Segment Start: Materials provided

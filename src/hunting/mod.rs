// src/hunting/mod.rs
//! The job hunt: classification, deduplication, enrichment, ranking and orchestration

pub mod content_enricher;
pub mod dedup;
pub mod listing;
pub mod pipeline;
pub mod prompt;
pub mod ranker;
pub mod search_client;
pub mod staleness;

pub use content_enricher::{ContentEnricher, FetchError, JinaReader, PageReader};
pub use dedup::{DedupFilter, SeenStore};
pub use listing::{is_listing_page, listing_reason, ListingReason};
pub use pipeline::Pipeline;
pub use prompt::{build_prompt, RankingPrompt};
pub use ranker::{BackendError, GroqBackend, RankError, Ranker, RankingBackend};
pub use search_client::{JobSearcher, NoopSearcher, TavilySearcher};
pub use staleness::{is_stale, stale_reason, StaleReason};
// src/web/handlers/system_handlers.rs
use rocket::http::Status;
use rocket::response::status::Custom;
use rocket::serde::json::Json;
use rocket::State;
use tracing::{error, info};

use crate::types::{JobType, TimeFilter};
use crate::web::types::*;

pub async fn get_options_handler(state: &State<HunterState>) -> Json<OptionsResponse> {
    let memory_count = match state.store().count().await {
        Ok(count) => count,
        Err(e) => {
            error!("Failed to count seen jobs: {}", e);
            0
        }
    };

    Json(OptionsResponse {
        job_roles: JOB_ROLES.to_vec(),
        locations: LOCATIONS.to_vec(),
        time_filters: TimeFilter::ALL.into_iter().map(OptionItem::from).collect(),
        job_types: JobType::ALL.into_iter().map(OptionItem::from).collect(),
        memory_count,
        has_resume: !state.resume.read().await.trim().is_empty(),
    })
}

pub async fn clear_memory_handler(
    state: &State<HunterState>,
) -> Result<Json<ActionResponse>, Custom<Json<StandardErrorResponse>>> {
    match state.store().clear().await {
        Ok(removed) => {
            info!("Job memory cleared ({} entries)", removed);
            Ok(Json(ActionResponse::success(
                format!("Forgot {} previously seen jobs", removed),
                "cleared",
            )))
        }
        Err(e) => {
            error!("Failed to clear job memory: {}", e);
            Err(Custom(
                Status::InternalServerError,
                Json(StandardErrorResponse::new(
                    format!("Failed to clear job memory: {}", e),
                    "STORE_ERROR",
                    vec!["Check the database file permissions".to_string()],
                )),
            ))
        }
    }
}

pub async fn health_handler(state: &State<HunterState>) -> Json<HealthResponse> {
    let database = state.store().count().await.is_ok();
    info!("Health check (database ok: {})", database);

    Json(HealthResponse {
        status: if database { "ok" } else { "degraded" },
        database,
    })
}
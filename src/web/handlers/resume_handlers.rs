// src/web/handlers/resume_handlers.rs
use rocket::serde::json::Json;
use rocket::State;
use tracing::info;

use crate::web::types::*;

pub async fn get_resume_handler(state: &State<HunterState>) -> Json<ResumeResponse> {
    let resume = state.resume.read().await.clone();
    Json(ResumeResponse {
        length: resume.chars().count(),
        resume_text: resume,
    })
}

pub async fn save_resume_handler(
    request: Json<ResumeRequest>,
    state: &State<HunterState>,
) -> Json<ActionResponse> {
    let text = request.into_inner().resume_text.trim().to_string();
    let length = text.chars().count();

    *state.resume.write().await = text;
    info!("Resume updated ({} chars)", length);

    Json(ActionResponse::success(
        format!("Resume saved ({} characters)", length),
        "saved",
    ))
}
// src/hunting/staleness.rs
//! Heuristic pre-filter for postings that look closed, too old, or off-topic

use regex::Regex;
use std::fmt;
use std::sync::LazyLock;

use crate::types::{Candidate, TimeFilter};

/// Phrases that mark a posting as closed or old regardless of the time filter
const STALE_KEYWORDS: &[&str] = &[
    "months ago",
    "year ago",
    "years ago",
    "closed",
    "expired",
    "no longer accepting",
    "position filled",
    "this job is closed",
    "application deadline has passed",
];

/// Sites that are never job boards: forums, tutorials, video, Q&A
const JUNK_DOMAINS: &[&str] = &[
    "zhihu.com",
    "baidu.com",
    "quora.com",
    "stackoverflow.com",
    "reddit.com/r/",
    "medium.com",
    "youtube.com",
    "udemy.com",
    "coursera.org",
    "geeksforgeeks.org",
    "tutorialspoint.com",
    "w3schools.com",
    "wikipedia.org",
];

const PAST_DAY_PHRASES: &[&str] = &[
    "yesterday",
    "week ago",
    "weeks ago",
    "month ago",
    "months ago",
];

const PAST_WEEK_PHRASES: &[&str] = &["week ago", "weeks ago", "month ago", "months ago"];

static DAYS_AGO: LazyLock<Regex> =
    LazyLock::new(|| Regex::new(r"\b(\d+)\+?\s*days?\s+ago\b").expect("valid days-ago pattern"));

static MONTHS_AGO: LazyLock<Regex> =
    LazyLock::new(|| Regex::new(r"\b(\d+)\s*months?\s+ago\b").expect("valid months-ago pattern"));

const MONTH_NAMES: &str =
    r"(?:jan(?:uary)?|feb(?:ruary)?|mar(?:ch)?|apr(?:il)?|may|june?|july?|aug(?:ust)?|sep(?:t(?:ember)?)?|oct(?:ober)?|nov(?:ember)?|dec(?:ember)?)";

static POSTED_ON_DATE: LazyLock<Regex> = LazyLock::new(|| {
    Regex::new(&format!(
        r"\b(?:posted|published)(?:\s+(?:on|in))?:?\s+(?:\d{{1,2}}\s+{MONTH_NAMES}|{MONTH_NAMES}\.?(?:\s+(?:\d{{4}}|\d{{1,2}}))?)\b"
    ))
    .expect("valid posted-on-date pattern")
});

static DATED_OLD_YEAR: LazyLock<Regex> = LazyLock::new(|| {
    Regex::new(r"(?:posted|published|updated|date|ago|since).{0,30}?\b(?:201\d|202[0-4])\b")
        .expect("valid dated-year pattern")
});

/// Which rule flagged a posting; the first match is the one logged
#[derive(Debug, Clone, PartialEq, Eq)]
pub enum StaleReason {
    Keyword(&'static str),
    JunkDomain(&'static str),
    TooOldForWindow(String),
    MonthsAgo(u32),
    OldYear,
}

impl fmt::Display for StaleReason {
    fn fmt(&self, f: &mut fmt::Formatter<'_>) -> fmt::Result {
        match self {
            Self::Keyword(keyword) => write!(f, "stale keyword '{}'", keyword),
            Self::JunkDomain(domain) => write!(f, "junk domain '{}'", domain),
            Self::TooOldForWindow(phrase) => write!(f, "'{}' is outside the time window", phrase),
            Self::MonthsAgo(months) => write!(f, "posted {} month(s) ago", months),
            Self::OldYear => write!(f, "dated with a year before 2025"),
        }
    }
}

/// Decide whether a candidate looks stale, closed, or off-topic
pub fn is_stale(candidate: &Candidate, time_filter: TimeFilter) -> bool {
    stale_reason(candidate, time_filter).is_some()
}

/// Same as [`is_stale`] but reports the first rule that matched
pub fn stale_reason(candidate: &Candidate, time_filter: TimeFilter) -> Option<StaleReason> {
    let text = format!("{} {}", candidate.title, candidate.snippet).to_lowercase();
    let url = candidate.url.to_lowercase();

    if let Some(keyword) = STALE_KEYWORDS.iter().find(|k| text.contains(*k)) {
        return Some(StaleReason::Keyword(keyword));
    }

    if let Some(domain) = JUNK_DOMAINS.iter().find(|d| url.contains(*d)) {
        return Some(StaleReason::JunkDomain(domain));
    }

    if let Some(reason) = window_violation(&text, time_filter) {
        return Some(reason);
    }

    if let Some(months) = max_count(&MONTHS_AGO, &text).filter(|n| *n >= 1) {
        return Some(StaleReason::MonthsAgo(months));
    }

    if DATED_OLD_YEAR.is_match(&text) {
        return Some(StaleReason::OldYear);
    }

    None
}

fn window_violation(text: &str, time_filter: TimeFilter) -> Option<StaleReason> {
    let phrases = match time_filter {
        TimeFilter::PastDay => PAST_DAY_PHRASES,
        TimeFilter::PastWeek => PAST_WEEK_PHRASES,
        TimeFilter::PastMonth => return None,
    };

    if let Some(phrase) = phrases.iter().find(|p| text.contains(*p)) {
        return Some(StaleReason::TooOldForWindow(phrase.to_string()));
    }

    if time_filter == TimeFilter::PastDay {
        match max_count(&DAYS_AGO, text) {
            Some(0) => {}
            Some(days) => {
                return Some(StaleReason::TooOldForWindow(format!("{} days ago", days)));
            }
            // "a few days ago", "several days ago"
            None if text.contains("days ago") => {
                return Some(StaleReason::TooOldForWindow("days ago".to_string()));
            }
            None => {}
        }
        if let Some(found) = POSTED_ON_DATE.find(text) {
            return Some(StaleReason::TooOldForWindow(found.as_str().to_string()));
        }
    }

    None
}

fn max_count(pattern: &Regex, text: &str) -> Option<u32> {
    pattern
        .captures_iter(text)
        .filter_map(|caps| caps.get(1)?.as_str().parse::<u32>().ok())
        .max()
}

#[cfg(test)]
mod tests {
    use super::*;
    use crate::types::{JobType, SearchRequest};
    use proptest::prelude::*;

    fn candidate(url: &str, title: &str, snippet: &str) -> Candidate {
        let request =
            SearchRequest::new("Data Analyst", "Remote", TimeFilter::PastWeek, JobType::Any)
                .unwrap();
        Candidate::new(url, title, snippet, &request)
    }

    fn posting(snippet: &str) -> Candidate {
        candidate("https://acme.io/careers/job/123", "Data Analyst", snippet)
    }

    #[test]
    fn test_fresh_posting_passes_every_filter() {
        let c = posting("Hiring now. Posted 2 hours ago. Apply today!");
        for filter in TimeFilter::ALL {
            assert!(!is_stale(&c, filter), "{:?}", filter);
        }
    }

    #[test]
    fn test_global_keywords() {
        let c = posting("This position is CLOSED to new applicants");
        assert_eq!(
            stale_reason(&c, TimeFilter::PastMonth),
            Some(StaleReason::Keyword("closed"))
        );
        assert!(is_stale(
            &posting("Sorry, the application deadline has passed."),
            TimeFilter::PastMonth
        ));
    }

    #[test]
    fn test_junk_domains() {
        let c = candidate(
            "https://www.reddit.com/r/datascience/comments/abc",
            "Anyone hiring analysts?",
            "thread",
        );
        assert_eq!(
            stale_reason(&c, TimeFilter::PastMonth),
            Some(StaleReason::JunkDomain("reddit.com/r/"))
        );
        let c = candidate("https://www.youtube.com/watch?v=1", "Analyst interview", "");
        assert!(is_stale(&c, TimeFilter::PastMonth));
    }

    #[test]
    fn test_past_day_is_strictest() {
        let c = posting("Posted 3 days ago");
        assert!(is_stale(&c, TimeFilter::PastDay));
        assert!(!is_stale(&c, TimeFilter::PastWeek));
        assert!(!is_stale(&c, TimeFilter::PastMonth));

        assert!(!is_stale(&posting("Posted 0 days ago"), TimeFilter::PastDay));
        assert!(is_stale(&posting("Posted yesterday"), TimeFilter::PastDay));
        assert!(!is_stale(&posting("Posted yesterday"), TimeFilter::PastWeek));
    }

    #[test]
    fn test_past_day_rejects_days_ago_without_plain_count() {
        assert_eq!(
            stale_reason(&posting("Posted 30+ days ago"), TimeFilter::PastDay),
            Some(StaleReason::TooOldForWindow("30 days ago".to_string()))
        );
        assert_eq!(
            stale_reason(&posting("Posted a few days ago"), TimeFilter::PastDay),
            Some(StaleReason::TooOldForWindow("days ago".to_string()))
        );
        assert!(!is_stale(&posting("Posted 30+ days ago"), TimeFilter::PastWeek));
    }

    #[test]
    fn test_past_day_rejects_posted_on_month_name() {
        assert!(is_stale(&posting("Posted on March 3"), TimeFilter::PastDay));
        assert!(is_stale(&posting("published: 12 sep"), TimeFilter::PastDay));
        assert!(is_stale(&posting("Posted: January 2025"), TimeFilter::PastDay));
        assert!(is_stale(&posting("Published in March"), TimeFilter::PastDay));
        assert!(!is_stale(&posting("Posted: January 2025"), TimeFilter::PastWeek));
        assert!(!is_stale(&posting("Posted in marketing, apply now"), TimeFilter::PastDay));
        assert!(!is_stale(&posting("Posted on March 3"), TimeFilter::PastMonth));
        // "may" as a verb is not a date
        assert!(!is_stale(
            &posting("Once posted you may apply directly"),
            TimeFilter::PastDay
        ));
    }

    #[test]
    fn test_past_week_rejects_weeks() {
        let c = posting("Posted 2 weeks ago");
        assert!(is_stale(&c, TimeFilter::PastWeek));
        assert!(!is_stale(&c, TimeFilter::PastMonth));
    }

    #[test]
    fn test_explicit_month_count() {
        let c = posting("Posted 1 month ago");
        assert_eq!(
            stale_reason(&c, TimeFilter::PastMonth),
            Some(StaleReason::MonthsAgo(1))
        );
    }

    #[test]
    fn test_old_year_needs_date_context() {
        assert!(is_stale(&posting("Last updated: March 2023"), TimeFilter::PastMonth));
        assert!(is_stale(&posting("Hiring since 2019"), TimeFilter::PastMonth));
        // salary figures and bare years are not dates
        assert!(!is_stale(&posting("Salary 120230 USD per year"), TimeFilter::PastMonth));
        assert!(!is_stale(&posting("Founded 2015, growing fast"), TimeFilter::PastMonth));
    }

    proptest! {
        #[test]
        fn prop_position_filled_always_stale(
            prefix in "[a-zA-Z0-9 ,.]{0,40}",
            suffix in "[a-zA-Z0-9 ,.]{0,40}",
            filter_idx in 0usize..3,
        ) {
            let snippet = format!("{}position filled{}", prefix, suffix);
            let c = posting(&snippet);
            prop_assert!(is_stale(&c, TimeFilter::ALL[filter_idx]));
        }
    }
}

Segment End: Materials provided

Only the count, no other text: how many lines in the listing above hold "yesterday"?

3